# Task:
Give the data again in its entirety, exactly as provided.

# Entries shown:
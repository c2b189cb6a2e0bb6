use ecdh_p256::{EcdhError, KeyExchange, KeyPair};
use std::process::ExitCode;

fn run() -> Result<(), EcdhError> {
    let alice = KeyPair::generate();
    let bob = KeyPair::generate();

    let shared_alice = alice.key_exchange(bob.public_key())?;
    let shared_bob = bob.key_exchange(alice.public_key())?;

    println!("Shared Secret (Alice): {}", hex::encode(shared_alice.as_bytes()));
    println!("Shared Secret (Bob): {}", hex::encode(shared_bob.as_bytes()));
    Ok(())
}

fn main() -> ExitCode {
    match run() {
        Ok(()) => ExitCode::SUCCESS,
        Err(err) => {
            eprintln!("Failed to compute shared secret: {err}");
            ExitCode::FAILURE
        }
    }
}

# Answer box:
repository c2b189cb6a2e0bb6
use ecdh_p256::{EcdhError, KeyExchange, KeyPair};
use std::process::ExitCode;

fn run() -> Result<(), EcdhError> {
    let alice = KeyPair::generate();
    let bob = KeyPair::generate();

    let shared_alice = alice.key_exchange(bob.public_key())?;
    let shared_bob = bob.key_exchange(alice.public_key())?;

    println!("Shared Secret (Alice): {}", hex::encode(shared_alice.as_bytes()));
    println!("Shared Secret (Bob): {}", hex::encode(shared_bob.as_bytes()));
    Ok(())
}

fn main() -> ExitCode {
    match run() {
        Ok(()) => ExitCode::SUCCESS,
        Err(err) => {
            eprintln!("Failed to compute shared secret: {err}");
            ExitCode::FAILURE
        }
    }
}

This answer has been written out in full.